Oregon Tavern Age: Random Thoughts

Somewhere in Oregon Tavern Age country:

I overhead a story about a man who drank a fifth of Crown, sixer of beer and smoked multiple doobies during a recent crabbing adventure. He apparently lived. (What is it about Crown and this kind of excess? I need to ask my friend Christine, who loves Crown.)

Not too long ago, I found a third dildo on an Oregon Coast beach. Three! That’s got to be a record and there’s got to be a novella in that.

I overheard a line from a bartender: “I grew up on bologna.” Great story starter.

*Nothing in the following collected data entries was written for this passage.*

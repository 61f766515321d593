use std::sync::Arc;

use anyhow::{Context, Result};
use async_trait::async_trait;
use teloxide::prelude::*;
use teloxide::types::{MessageId, ReplyParameters};
use tracing::{info, warn};

use crate::gate::RequestGate;
use crate::platform::{ChatOutbound, IncomingMessage};

/// Outbound Telegram client: threaded replies plus broadcasts to the
/// configured channel
pub struct TelegramChat {
    bot: Bot,
    broadcast_chat_id: ChatId,
}

impl TelegramChat {
    pub fn new(bot: Bot, broadcast_chat_id: i64) -> Self {
        Self {
            bot,
            broadcast_chat_id: ChatId(broadcast_chat_id),
        }
    }
}

#[async_trait]
impl ChatOutbound for TelegramChat {
    async fn reply(&self, to: &IncomingMessage, text: &str) -> Result<()> {
        let chat_id: i64 = to
            .chat_id
            .parse()
            .with_context(|| format!("Invalid chat id: {}", to.chat_id))?;
        let message_id: i32 = to
            .message_id
            .parse()
            .with_context(|| format!("Invalid message id: {}", to.message_id))?;

        self.bot
            .send_message(ChatId(chat_id), text)
            .reply_parameters(ReplyParameters::new(MessageId(message_id)))
            .await
            .context("Failed to send reply")?;

        Ok(())
    }

    async fn broadcast(&self, text: &str) -> Result<()> {
        self.bot
            .send_message(self.broadcast_chat_id, text)
            .await
            .context("Failed to send broadcast")?;

        Ok(())
    }
}

/// Run the Telegram bot platform
pub async fn run(gate: Arc<RequestGate>, bot: Bot) -> Result<()> {
    info!("Starting Telegram platform...");

    let handler = Update::filter_message().endpoint(handle_message);

    Dispatcher::builder(bot, handler)
        .dependencies(dptree::deps![gate])
        .default_handler(|upd| async move {
            warn!("Unhandled update: {:?}", upd.id);
        })
        .error_handler(LoggingErrorHandler::with_custom_text("telegram"))
        .build()
        .dispatch()
        .await;

    Ok(())
}

async fn handle_message(msg: Message, gate: Arc<RequestGate>) -> ResponseResult<()> {
    let user = match msg.from.as_ref() {
        Some(user) => user,
        None => return Ok(()),
    };

    let text = match msg.text() {
        Some(t) => t.to_string(),
        None => return Ok(()),
    };

    let incoming = IncomingMessage {
        user_id: user.id.0.to_string(),
        user_name: user.first_name.clone(),
        chat_id: msg.chat.id.0.to_string(),
        message_id: msg.id.0.to_string(),
        text,
        from_bot: user.is_bot,
        timestamp: msg.date,
    };

    let outcome = gate.handle(&incoming).await;
    info!("Gate outcome for user {}: {:?}", incoming.user_id, outcome);

    Ok(())
}
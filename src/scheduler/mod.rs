pub mod tasks;

use anyhow::{Context, Result};
use tokio_cron_scheduler::{Job, JobScheduler};
use tracing::info;

/// Wrapper around tokio-cron-scheduler for the periodic jobs
pub struct Scheduler {
    inner: JobScheduler,
}

impl Scheduler {
    /// Create a new scheduler
    pub async fn new() -> Result<Self> {
        let inner = JobScheduler::new()
            .await
            .context("Failed to create job scheduler")?;
        Ok(Self { inner })
    }

    /// Add a recurring cron job
    pub async fn add_cron_job<F>(&self, cron_expr: &str, name: &str, task: F) -> Result<()>
    where
        F: Fn() -> std::pin::Pin<Box<dyn std::future::Future<Output = ()> + Send>>
            + Send
            + Sync
            + 'static,
    {
        let job_name = name.to_string();
        let job = Job::new_async(cron_expr, move |_uuid, _lock| {
            let name = job_name.clone();
            let fut = task();
            Box::pin(async move {
                info!("Running scheduled task: {}", name);
                fut.await;
            })
        })
        .with_context(|| format!("Failed to create cron job: {}", name))?;

        self.inner
            .add(job)
            .await
            .with_context(|| format!("Failed to add job: {}", name))?;

        info!("Scheduled task '{}' with cron: {}", name, cron_expr);
        Ok(())
    }

    /// Start the scheduler
    pub async fn start(&self) -> Result<()> {
        self.inner
            .start()
            .await
            .context("Failed to start scheduler")?;
        info!("Scheduler started");
        Ok(())
    }
}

I recently finished Bukowski’s Ham on Rye. I think it’s far and away his best novel and holds up magnificently in a way Updike’s novels do not, could not. Bukowski never yielded. His blunt commentary about the debasement of American life by corporations and conformity is even more relevant today. This was 40-50 years before reality TV and social media and the new glaring debasement that followed. Sure, the woman thing with Bukowski, but I’ve known more women than men who love his writing. Far more. He cut through. He wrote with clarity. He never elevated himself while he wrote of the debasement. His honesty was brutal and without regret or irony.

I wish I had his courage to spill everything I have seen and lived. No equivocation. No parsing. Name names in fiction or memoir…it’s all the same thing. Just spill it all. One day, I think. There is other writing work to do first.

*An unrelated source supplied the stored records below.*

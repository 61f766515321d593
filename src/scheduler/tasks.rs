use std::sync::Arc;
use std::time::Duration;

use anyhow::{Context, Result};
use tracing::{info, warn};

use crate::config::Config;
use crate::gate::RequestGate;
use crate::llm::{ChatMessage, CompletionBackend};
use crate::platform::ChatOutbound;
use crate::prompt;
use crate::scheduler::Scheduler;
use crate::store::WordStore;

/// Register the periodic jobs: the store purge, and the optional channel
/// announcement and idle nudge.
pub async fn register_builtin_tasks(
    scheduler: &Scheduler,
    config: &Config,
    store: WordStore,
    gate: Arc<RequestGate>,
    llm: Arc<dyn CompletionBackend>,
    chat: Arc<dyn ChatOutbound>,
) -> Result<()> {
    // Purge job: the only thing that ever clears quota claims or cache
    // rows, and it always wipes both in full
    {
        let store = store.clone();
        scheduler
            .add_cron_job(&config.gate.purge_cron, "store-purge", move || {
                let store = store.clone();
                Box::pin(async move {
                    match store.purge_all().await {
                        Ok(()) => info!("Purged quota claims and response cache"),
                        Err(e) => warn!("Store purge failed: {:#}", e),
                    }
                })
            })
            .await?;
    }

    // Fixed-text channel announcement
    if let Some(announce) = &config.announce {
        let chat = chat.clone();
        let text = announce.text.clone();
        scheduler
            .add_cron_job(&announce.cron, "announce", move || {
                let chat = chat.clone();
                let text = text.clone();
                Box::pin(async move {
                    if let Err(e) = chat.broadcast(&text).await {
                        warn!("Announcement failed: {:#}", e);
                    }
                })
            })
            .await?;
    }

    // Idle nudge: an independent consumer of the completion backend and
    // the chat client; it shares only the gate's activity marker
    if let Some(nudge) = &config.idle_nudge {
        let threshold = Duration::from_secs(nudge.threshold_secs);
        scheduler
            .add_cron_job(&nudge.check_cron, "idle-nudge", move || {
                let gate = gate.clone();
                let llm = llm.clone();
                let chat = chat.clone();
                Box::pin(async move {
                    if let Err(e) =
                        run_idle_check(&gate, llm.as_ref(), chat.as_ref(), threshold).await
                    {
                        warn!("Idle nudge failed: {:#}", e);
                    }
                })
            })
            .await?;
    }

    Ok(())
}

/// One idle check: if the gate has sat idle past the threshold, ask the
/// backend for an arbitrary word and push it to the broadcast channel.
/// Returns whether a nudge was sent.
pub async fn run_idle_check(
    gate: &RequestGate,
    llm: &dyn CompletionBackend,
    chat: &dyn ChatOutbound,
    threshold: Duration,
) -> Result<bool> {
    let idle = gate.idle_for().await;
    if idle < threshold {
        return Ok(false);
    }

    let messages = vec![ChatMessage::system(prompt::idle_nudge())];
    let text = llm
        .complete(&messages)
        .await
        .context("Idle nudge completion failed")?;
    chat.broadcast(&text)
        .await
        .context("Idle nudge broadcast failed")?;

    // Re-arm the threshold for the next check
    gate.touch_activity().await;
    info!("Idle nudge sent after {:?} of inactivity", idle);
    Ok(true)
}

#[cfg(test)]
mod tests {
    use super::*;
    use crate::gate::GatePolicy;
    use crate::llm::CompletionError;
    use crate::platform::IncomingMessage;
    use crate::store::WordStore;
    use async_trait::async_trait;
    use std::sync::Mutex as StdMutex;

    struct CannedBackend;

    #[async_trait]
    impl CompletionBackend for CannedBackend {
        async fn complete(&self, _messages: &[ChatMessage]) -> Result<String, CompletionError> {
            Ok("Word: saudade".to_string())
        }
    }

    #[derive(Default)]
    struct RecordingChat {
        broadcasts: StdMutex<Vec<String>>,
    }

    #[async_trait]
    impl ChatOutbound for RecordingChat {
        async fn reply(&self, _to: &IncomingMessage, _text: &str) -> Result<()> {
            Ok(())
        }

        async fn broadcast(&self, text: &str) -> Result<()> {
            self.broadcasts.lock().unwrap().push(text.to_string());
            Ok(())
        }
    }

    fn gate(llm: Arc<dyn CompletionBackend>, chat: Arc<dyn ChatOutbound>) -> RequestGate {
        RequestGate::new(
            llm,
            Arc::new(WordStore::open_in_memory().unwrap()),
            chat,
            GatePolicy {
                cooldown: Duration::from_secs(60),
            },
        )
    }

    #[tokio::test]
    async fn test_no_nudge_before_threshold() {
        let llm = Arc::new(CannedBackend);
        let chat = Arc::new(RecordingChat::default());
        let gate = gate(llm.clone(), chat.clone());

        let sent = run_idle_check(&gate, llm.as_ref(), chat.as_ref(), Duration::from_secs(3600))
            .await
            .unwrap();

        assert!(!sent);
        assert!(chat.broadcasts.lock().unwrap().is_empty());
    }

    #[tokio::test]
    async fn test_nudge_broadcasts_and_rearms() {
        let llm = Arc::new(CannedBackend);
        let chat = Arc::new(RecordingChat::default());
        let gate = gate(llm.clone(), chat.clone());

        let sent = run_idle_check(&gate, llm.as_ref(), chat.as_ref(), Duration::ZERO)
            .await
            .unwrap();
        assert!(sent);
        assert_eq!(
            *chat.broadcasts.lock().unwrap(),
            vec!["Word: saudade".to_string()]
        );

        // The marker was touched, so a sane threshold no longer trips
        let again = run_idle_check(&gate, llm.as_ref(), chat.as_ref(), Duration::from_secs(3600))
            .await
            .unwrap();
        assert!(!again);
    }
}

My collection of beaverwood grows.

I’ve met a person with a mobile recording studio. He wants to start a podcast of some kind, with me as the host. I’m considering it. I’d call it The Secret Coast. One segment would be devoted entirely to beaverwood, its realities, mysteries, and metaphors.

I overheard a story from a man who said he was running errands and his girlfriend texted him and said their daughter took a terrible shit and overflowed the diapers. It was his turn to change so he had to come home straight away. He was drinking a beer and gambling when he told this story. He didn’t want to go home, so he stalled for five minutes and then left.

The new bartender has a great voice and wants a typewriter.

I overheard a story about a family’s Thanksgiving plans. They’re gathering in some field, from all over Oregon, coming in trailers, fifth wheels, pop ups, motor homes, you name it. The kids get one rig to themselves, the drunks get another, the Trumpsters get another, and the potheads get a tepee. They’ll occasionally interact at the fire and, of course, the big meal, but only for short time.

I never thought I’d see a bartender drink the detritus from a pitcher of kamikaze jello-shots, but I did. It was green and she guzzled it down.

I overheard a story about a dog that comes into a tavern and plays a kind of pool. Apparently, his master breaks the rack and the dog comes over to the table, puts his paws up, grabs a ball in his mouth and puts it in a pocket! He always runs the table! This, I have got to see. I’ve got to see it in a movie, too.